Hof van Beroep Gent 8 maart 2004
VERBINTENIS
Factoring - Cessie en retrocessie - Tegenwerpelijkheid
De overdracht van de schuldvordering door de schuldeiser aan de factor kan aan de gecedeerde schuldenaar worden tegengeworpen vanaf het ogenblik dat de overdracht hem ter kennis werd gebracht of door hem erkend. Het bewijs daarvan kan tussen handelaars vrij worden geleverd. Dezelfde beginselen beheersen de retrocessie.
|
OBLIGATION
Factoring - Cession et rétrocession - Opposabilité
La cession de la créance par le créancier au factor peut être opposée au débiteur cédé à partir du moment où la cession lui a été communiquée ou qu'il l'a ratifiée. La preuve de ceci entre commerçants est libre. Les mêmes principes régissent la rétrocession.
|
NV Lielens & Partners / NV Meli
Zet.: H. Dubucquoy (raadsheer, wnd. voorzitter), F. Deschoolmeester en G. Vanderstichele (raadsheren) |
Pl.: Mrs. M. Desenfans en C. Declerck |
1. | Gegevens van de zaak in beroep |
1.1. Lielens & Partners NV stelde op 19 april 2002 hoger beroep in tegen het vonnis van 17 oktober 2001 van de Rechtbank van Koophandel te Veurne. Meli NV stelde in besluiten neergelegd op 3 maart 2003 incidenteel hoger beroep in.
1.2. De blijvende betwisting betreft de eis die Lielens & Partners NV tegenover Meli NV stelt in betaling van een opzegvervangende vergoeding van 3 maanden, die zij op 31 december 1999 voor de hoofdsom van 750.000 BEF - vermeerderd met 157.000 BEF aan BTW - aan Meli NV factureerde, nadat Meli NV bij aangetekende brief van 22 september 1999 een einde had gesteld aan de overeenkomst voor een onbepaalde duur, die partijen op 4 september 1998 hadden afgesloten betreffende “het beheer van het marketingbudget Meli Park 1998/1999”.
Meli NV stelt dat de eis van Lielens & Partners NV niet ontvankelijk en niettoelaatbaar is, waar Lielens & Partners NV de factuur van 31 december 1999 aan International Factors NV cedeerde en het bewijs niet levert van de retrocessie van deze factuur.
In ondergeschikte orde stelt Meli NV dat de eis minstens ongegrond is. Na uitputting van het overeengekomen marketingbudget van circa 20.000.000 BEF voor het seizoen 1999 zou de overeenkomst geen voorwerp meer hebben.
In meer ondergeschikte orde betwist Meli NV de gegrondheid van de gevorderde bedragen, meer in het bijzonder de BTW van 157.000 BEF op de opzegvervangende schadevergoeding en de verrekening van verwijlintresten (60.500 BEF over de periode 1 januari 2000 tot 31 augustus 2000) en een strafbeding (136.125 BEF).

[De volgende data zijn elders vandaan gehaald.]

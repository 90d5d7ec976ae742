//! Alignment and diff of one page pair.

use image::RgbImage;

use crate::config::{AlignmentConfig, OverlayConfig};
use crate::error::AlignError;

use super::keypoints::match_pages;
use super::loader::LoadedPage;
use super::overlay::{generate_overlay, OverlayOutput};
use super::registration::{content_agreement, refine_translation, register_content};
use super::transform::{estimate_transform, warp_to, AlignmentMethod, AlignmentResult, Transform2D};

/// Everything the alignment+diff step produces for a page pair.
#[derive(Debug, Clone)]
pub struct Comparison {
    pub alignment: AlignmentResult,
    /// The old page resampled into the new page's pixel grid.
    pub aligned_old: RgbImage,
    pub overlay: OverlayOutput,
}

/// Aligns `old` onto `new` and classifies the differences.
///
/// Keypoints are tried first. When they are too few or inconsistent, the
/// page content is registered directly instead. Either way the confidence
/// is raised to the content agreement of the aligned pages when that is
/// higher, so sparse drawings that overlap exactly are not penalised for
/// having few corners.
pub fn compare_pages(
    old: &LoadedPage,
    new: &LoadedPage,
    alignment: &AlignmentConfig,
    overlay: &OverlayConfig,
) -> Result<Comparison, AlignError> {
    let mut result = match align_keypoints(old, new, alignment) {
        Ok(result) => result,
        Err(
            e @ (AlignError::InsufficientFeatures { .. }
            | AlignError::Alignment { .. }
            | AlignError::DegenerateTransform),
        ) => {
            let _span = tracing::info_span!("register_content").entered();
            tracing::debug!("Keypoint alignment failed ({}); registering content", e);
            // Report the keypoint failure when the content gives no answer either.
            register_content(&old.gray, &new.gray, alignment, overlay.content_threshold)
                .map_err(|_| e)?
        }
        Err(e) => return Err(e),
    };

    let (width, height) = new.dimensions();
    let mut aligned_old = {
        let _span = tracing::info_span!("warp").entered();
        warp_to(&old.rgb, &result.transform, width, height, alignment.resampling)?
    };
    let mut agreement = content_agreement(&aligned_old, &new.rgb, overlay.content_threshold);

    if let (AlignmentMethod::Keypoints, Some(current)) = (result.method, agreement) {
        let candidate = if current < RECHECK_AGREEMENT {
            let _span = tracing::info_span!("register_content").entered();
            register_content(&old.gray, &new.gray, alignment, overlay.content_threshold).ok()
        } else if current < 1.0 && is_near_translation(&result.transform) {
            refine_translation(
                &old.gray,
                &new.gray,
                (result.transform.tx, result.transform.ty),
                overlay.content_threshold,
            )
        } else {
            None
        };
        if let Some(candidate) = candidate.filter(|c| c.inlier_ratio > current) {
            tracing::debug!(
                keypoint_agreement = current,
                content_agreement = candidate.inlier_ratio,
                "Content registration agrees better than keypoints"
            );
            aligned_old = warp_to(&old.rgb, &candidate.transform, width, height, alignment.resampling)?;
            agreement = content_agreement(&aligned_old, &new.rgb, overlay.content_threshold);
            result = candidate;
        }
    }

    if let Some(agreement) = agreement {
        result.confidence = result.confidence.max(agreement).clamp(0.0, 1.0);
    }

    let overlay = {
        let _span = tracing::info_span!("generate_overlay").entered();
        generate_overlay(&aligned_old, &new.rgb, overlay)?
    };

    tracing::info!(
        confidence = result.confidence,
        inlier_ratio = result.inlier_ratio,
        method = ?result.method,
        change_count = overlay.stats.change_count,
        "Compared pages"
    );

    Ok(Comparison {
        alignment: result,
        aligned_old,
        overlay,
    })
}

/// Below this content agreement a keypoint alignment is checked against a
/// full content registration.
const RECHECK_AGREEMENT: f64 = 0.95;

fn is_near_translation(t: &Transform2D) -> bool {
    const TOLERANCE: f64 = 1e-2;
    (t.a - 1.0).abs() < TOLERANCE
        && t.b.abs() < TOLERANCE
        && t.c.abs() < TOLERANCE
        && (t.d - 1.0).abs() < TOLERANCE
}

fn align_keypoints(
    old: &LoadedPage,
    new: &LoadedPage,
    alignment: &AlignmentConfig,
) -> Result<AlignmentResult, AlignError> {
    let matches = {
        let _span = tracing::info_span!("match_keypoints").entered();
        match_pages(&old.gray, &new.gray, alignment)?
    };

    let _span = tracing::info_span!("estimate_transform", matches = matches.len()).entered();
    estimate_transform(&matches, alignment)
}

#[cfg(test)]
mod tests {
    use super::*;
    use crate::imaging::fixtures::{blank_page, fill_rect, scatter_blobs, shifted, to_rgb};
    use crate::imaging::PixelClass;

    fn drawing() -> image::GrayImage {
        let mut page = blank_page(400, 300);
        scatter_blobs(&mut page, (100, 80, 220, 220), 90, 17);
        page
    }

    #[test]
    fn test_added_rectangle_is_one_change() {
        let old = drawing();
        let mut new = old.clone();
        fill_rect(&mut new, (250, 100, 300, 150), 0);

        let comparison = compare_pages(
            &LoadedPage::from_rgb(to_rgb(&old)),
            &LoadedPage::from_rgb(to_rgb(&new)),
            &AlignmentConfig::default(),
            &OverlayConfig::default(),
        )
        .unwrap();

        assert!(comparison.alignment.confidence > 0.9);
        let stats = &comparison.overlay.stats;
        assert_eq!(stats.change_count, 1);
        assert_eq!(stats.regions[0].added_pixels, 2500);
        assert_eq!(stats.totals.removed_pixels, 0);
        assert_eq!(comparison.overlay.mask.get(275, 125), PixelClass::Added);
    }

    #[test]
    fn test_translated_revision_is_aligned() {
        let old = drawing();
        let new = shifted(&old, 6, 4);

        let comparison = compare_pages(
            &LoadedPage::from_rgb(to_rgb(&old)),
            &LoadedPage::from_rgb(to_rgb(&new)),
            &AlignmentConfig::default(),
            &OverlayConfig::default(),
        )
        .unwrap();

        let t = comparison.alignment.transform;
        assert!((t.tx - 6.0).abs() < 1.0, "tx = {}", t.tx);
        assert!((t.ty - 4.0).abs() < 1.0, "ty = {}", t.ty);
        assert!((t.scale_x() - 1.0).abs() < 0.01);
    }

    #[test]
    fn test_two_rectangle_revision_aligns_with_full_confidence() {
        let mut old = blank_page(800, 600);
        fill_rect(&mut old, (250, 200, 380, 300), 0);
        let mut new = old.clone();
        fill_rect(&mut new, (450, 320, 560, 420), 0);

        let comparison = compare_pages(
            &LoadedPage::from_rgb(to_rgb(&old)),
            &LoadedPage::from_rgb(to_rgb(&new)),
            &AlignmentConfig::default(),
            &OverlayConfig::default(),
        )
        .unwrap();

        let t = comparison.alignment.transform;
        assert!(t.tx.abs() < 0.5 && t.ty.abs() < 0.5, "transform = {:?}", t);
        assert!((t.scale_x() - 1.0).abs() < 0.01);
        assert!(comparison.alignment.confidence > 0.99);
        let stats = &comparison.overlay.stats;
        assert!(stats.changes_detected);
        assert_eq!(stats.change_count, 1);
        assert_eq!(stats.regions[0].added_pixels, 110 * 100);
        assert_eq!(stats.totals.removed_pixels, 0);
        assert_eq!(comparison.overlay.mask.get(500, 370), PixelClass::Added);
        assert_eq!(comparison.overlay.mask.get(300, 250), PixelClass::Unchanged);
    }

    #[test]
    fn test_outlined_rectangles_align_with_full_confidence() {
        let outline = |page: &mut image::GrayImage, (x0, y0, x1, y1): (u32, u32, u32, u32)| {
            fill_rect(page, (x0, y0, x1, y0 + 3), 0);
            fill_rect(page, (x0, y1 - 3, x1, y1), 0);
            fill_rect(page, (x0, y0, x0 + 3, y1), 0);
            fill_rect(page, (x1 - 3, y0, x1, y1), 0);
        };
        let mut old = blank_page(800, 600);
        outline(&mut old, (250, 200, 380, 300));
        let mut new = old.clone();
        outline(&mut new, (450, 320, 560, 420));

        let comparison = compare_pages(
            &LoadedPage::from_rgb(to_rgb(&old)),
            &LoadedPage::from_rgb(to_rgb(&new)),
            &AlignmentConfig::default(),
            &OverlayConfig::default(),
        )
        .unwrap();

        assert!(comparison.alignment.confidence > 0.99);
        assert_eq!(comparison.overlay.stats.change_count, 1);
        assert_eq!(comparison.overlay.stats.totals.removed_pixels, 0);
    }

    #[test]
    fn test_sparse_translation_is_recovered() {
        let mut old = blank_page(800, 600);
        fill_rect(&mut old, (250, 200, 380, 300), 0);
        let new = shifted(&old, 9, 5);

        let comparison = compare_pages(
            &LoadedPage::from_rgb(to_rgb(&old)),
            &LoadedPage::from_rgb(to_rgb(&new)),
            &AlignmentConfig::default(),
            &OverlayConfig::default(),
        )
        .unwrap();

        let t = comparison.alignment.transform;
        assert!((t.tx - 9.0).abs() < 0.5, "tx = {}", t.tx);
        assert!((t.ty - 5.0).abs() < 0.5, "ty = {}", t.ty);
        assert!(comparison.alignment.confidence > 0.99);
    }

    #[test]
    fn test_blank_pages_fail_with_insufficient_features() {
        let page = LoadedPage::from_rgb(to_rgb(&blank_page(200, 200)));
        let result = compare_pages(
            &page,
            &page,
            &AlignmentConfig::default(),
            &OverlayConfig::default(),
        );
        assert!(matches!(
            result,
            Err(AlignError::InsufficientFeatures { .. })
        ));
    }
}
/// A 2x3 matrix mapping old-page coordinates into the new page:
/// `x' = a·x + b·y + tx`, `y' = c·x + d·y + ty`.
#[derive(Debug, Clone, Copy, PartialEq, Serialize, Deserialize)]
pub struct Transform2D {
    pub a: f64,
    pub b: f64,
    pub tx: f64,
    pub c: f64,
    pub d: f64,
    pub ty: f64,
}

impl Transform2D {
    pub fn identity() -> Self {
        Self {
            a: 1.0,
            b: 0.0,
            tx: 0.0,
            c: 0.0,
            d: 1.0,
            ty: 0.0,
        }
    }

    pub fn translation(tx: f64, ty: f64) -> Self {
        Self {
            tx,
            ty,
            ..Self::identity()
        }
    }

    pub fn similarity(scale: f64, rotation: f64, tx: f64, ty: f64) -> Self {
        let (sin, cos) = rotation.sin_cos();
        Self {
            a: scale * cos,
            b: -scale * sin,
            tx,
            c: scale * sin,
            d: scale * cos,
            ty,
        }
    }

    pub fn apply(&self, p: Point) -> Point {
        Point::new(
            self.a * p.x + self.b * p.y + self.tx,
            self.c * p.x + self.d * p.y + self.ty,
        )
    }

    pub fn determinant(&self) -> f64 {
        self.a * self.d - self.b * self.c
    }

    pub fn inverse(&self) -> Option<Self> {
        let det = self.determinant();
        if det.abs() < EPSILON {
            return None;
        }
        let a = self.d / det;
        let b = -self.b / det;
        let c = -self.c / det;
        let d = self.a / det;
        Some(Self {
            a,
            b,
            tx: -(a * self.tx + b * self.ty),
            c,
            d,
            ty: -(c * self.tx + d * self.ty),
        })
    }

    /// Rotation of the x axis, in radians.
    pub fn rotation(&self) -> f64 {
        self.c.atan2(self.a)
    }

    pub fn scale_x(&self) -> f64 {
        self.a.hypot(self.c)
    }

    pub fn scale_y(&self) -> f64 {
        self.b.hypot(self.d)
    }

    /// Cosine of the angle between the transformed axes; zero when there is no shear.
    pub fn shear(&self) -> f64 {
        let sx = self.scale_x();
        let sy = self.scale_y();
        if sx < EPSILON || sy < EPSILON {
            return 0.0;
        }
        (self.a * self.b + self.c * self.d) / (sx * sy)
    }

    fn is_identity(&self) -> bool {
        let id = Self::identity();
        (self.a - id.a).abs() < EPSILON
            && self.b.abs() < EPSILON
            && self.tx.abs() < EPSILON
            && self.c.abs() < EPSILON
            && (self.d - id.d).abs() < EPSILON
            && self.ty.abs() < EPSILON
    }

    fn residual_squared(&self, m: &Correspondence) -> f64 {
        self.apply(m.old).distance_squared(m.new)
    }
}

/// Evidence an alignment was derived from.
#[derive(Debug, Clone, Copy, Default, PartialEq, Eq, Serialize, Deserialize)]
#[serde(rename_all = "snake_case")]
pub enum AlignmentMethod {
    /// Matched keypoints fitted with RANSAC.
    #[default]
    Keypoints,
    /// Translation search over the page content masks.
    Content,
}

/// Output of a successful alignment.
#[derive(Debug, Clone, PartialEq, Serialize, Deserialize)]
pub struct AlignmentResult {
    pub transform: Transform2D,
    pub inlier_ratio: f64,
    /// Accepted correspondences the estimate was computed from.
    pub correspondences: usize,
    pub inliers: usize,
    /// `inlier_ratio` weighted by how many correspondences backed it, in [0, 1].
    /// Raised to the content agreement of the aligned pages when that is higher.
    pub confidence: f64,
    #[serde(default)]
    pub method: AlignmentMethod,
}

/// Fraction of `matches` that `transform` maps to within `threshold` pixels.
pub fn inlier_ratio(transform: &Transform2D, matches: &[Correspondence], threshold: f64) -> f64 {
    if matches.is_empty() {
        return 0.0;
    }
    count_inliers(transform, matches, threshold * threshold) as f64 / matches.len() as f64
}

fn count_inliers(transform: &Transform2D, matches: &[Correspondence], threshold_sq: f64) -> usize {
    matches
        .iter()
        .filter(|m| transform.residual_squared(m) <= threshold_sq)
        .count()
}

/// Fits the configured model to `matches` with RANSAC followed by a
/// least-squares refit on the consensus set.
pub fn estimate_transform(
    matches: &[Correspondence],
    config: &AlignmentConfig,
) -> Result<AlignmentResult, AlignError> {
    let required = config.min_matches.max(2);
    if matches.len() < required {
        return Err(AlignError::InsufficientFeatures {
            found: matches.len(),
            required,
        });
    }

    let threshold_sq = config.inlier_threshold_px * config.inlier_threshold_px;
    let (mut transform, mut inliers) = ransac(matches, config, threshold_sq)
        .ok_or(AlignError::DegenerateTransform)?;

    // Refit until the consensus set stops growing; two passes are almost always enough.
    for _ in 0..3 {
        let consensus: Vec<Correspondence> = matches
            .iter()
            .filter(|m| transform.residual_squared(m) <= threshold_sq)
            .copied()
            .collect();
        let refit = match config.model {
            TransformModel::Similarity => fit_similarity(&consensus),
            TransformModel::ScaledRotation => fit_scaled_rotation(&consensus),
        };
        let Some(refit) = refit else { break };
        let refit_inliers = count_inliers(&refit, matches, threshold_sq);
        if refit_inliers < inliers {
            break;
        }
        let grew = refit_inliers > inliers;
        transform = refit;
        inliers = refit_inliers;
        if !grew {
            break;
        }
    }

    let ratio = inliers as f64 / matches.len() as f64;
    tracing::debug!(
        correspondences = matches.len(),
        inliers,
        inlier_ratio = ratio,
        rotation = transform.rotation(),
        scale_x = transform.scale_x(),
        scale_y = transform.scale_y(),
        "Estimated transform"
    );

    if ratio < config.min_inlier_ratio {
        return Err(AlignError::Alignment {
            inlier_ratio: ratio,
            threshold: config.min_inlier_ratio,
        });
    }

    let saturation = config.confidence_saturation.max(1);
    let support = matches.len().min(saturation) as f64 / saturation as f64;

    Ok(AlignmentResult {
        transform,
        inlier_ratio: ratio,
        correspondences: matches.len(),
        inliers,
        confidence: (ratio * support).clamp(0.0, 1.0),
        method: AlignmentMethod::Keypoints,
    })
}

1.3. Het hof weerhoudt volgende relevante gegevens:
- partijen hebben op 17 december 1997 een eerste overeenkomst van onbepaalde duur met ingang op 1 januari 1998 afgesloten betreffende “het beheer van het marketingbudget Meli Park 1998”. Artikel 3 van deze overeenkomst bepaalt dat elk van de partijen met inachtneming van een vooropzeg van 3 maanden de overeenkomst kon beëindigen, waarbij de opzeg zou beginnen lopen vanaf de eerste van de maand die volgde op de poststempeldatum van de aangetekende brief. Artikel 3 bepaalt ook dat de overeenkomst ten vroegste op 31 december 1998 een einde kon nemen (zij na één jaar samenwerking);
- partijen hebben op 4 september 1998 een tweede - opvolgende - overeenkomst van onbepaalde duur met ingang op 1 januari 1999 afgesloten betreffende “het beheer van het marketingbudget Meli Park 1998/99”. Artikel 3 van deze overeenkomst bepaalt niet langer, dat de overeenkomst ten vroegste op het einde van het jaar een einde kon nemen;
- artikel 3 van beide overeenkomsten bepaalt verder, dat Lielens & Partners NV tijdens de vooropzeg verplicht blijft de haar toevertrouwde opdrachten tot een goed einde te brengen;
- artikel 4 van de overeenkomsten (“Productdefiniëring en diensten geleverd door de adverteerder”) begrootte de te besteden publiciteitsbudgetten voor elk seizoen;
- artikel 5 van de overeenkomsten bepaalde het maandelijks honorarium dat Meli NV aan Lielens & Partners NV verschuldigd was;
- Meli NV stelde in de aangetekende brief van 22 september 1999: “... delen wij u mede dat Meli NV vanaf 4 oktober 1999 de exploitatie van de bedrijfstak Meli Park (...) stopzet. De samenwerking die u had inzake de bedrijfstak Meli Park neemt aldus een einde per 3 oktober 1999. (...) Wij danken u voor de voorbije samenwerking (...)”. Zij protesteerde op 3 februari 2000 de factuur van 31 december 1999, die Lielens & Partners NV voor “vergoeding volgens contract oktober - november - december '99” uitschreef;
- Lielens & Partners NV was met International Factors NV gebonden door een factoringovereenkomst, waarbinnen Lielens & Partners NV de factuur van 31 december 1999 aan International Factors NV heeft overgemaakt. Uit de afrekening van de waarborgen of financiering die International Factors NV aan Lielens & Partners NV op 7 juli 2000 overmaakte, volgt dat International Factors NV deze factuur uit het toepassingsgebied van de factoring sloot (zie “rectifications” op p. 3 van stuk 17 in de bundel van Lielens & Partners NV).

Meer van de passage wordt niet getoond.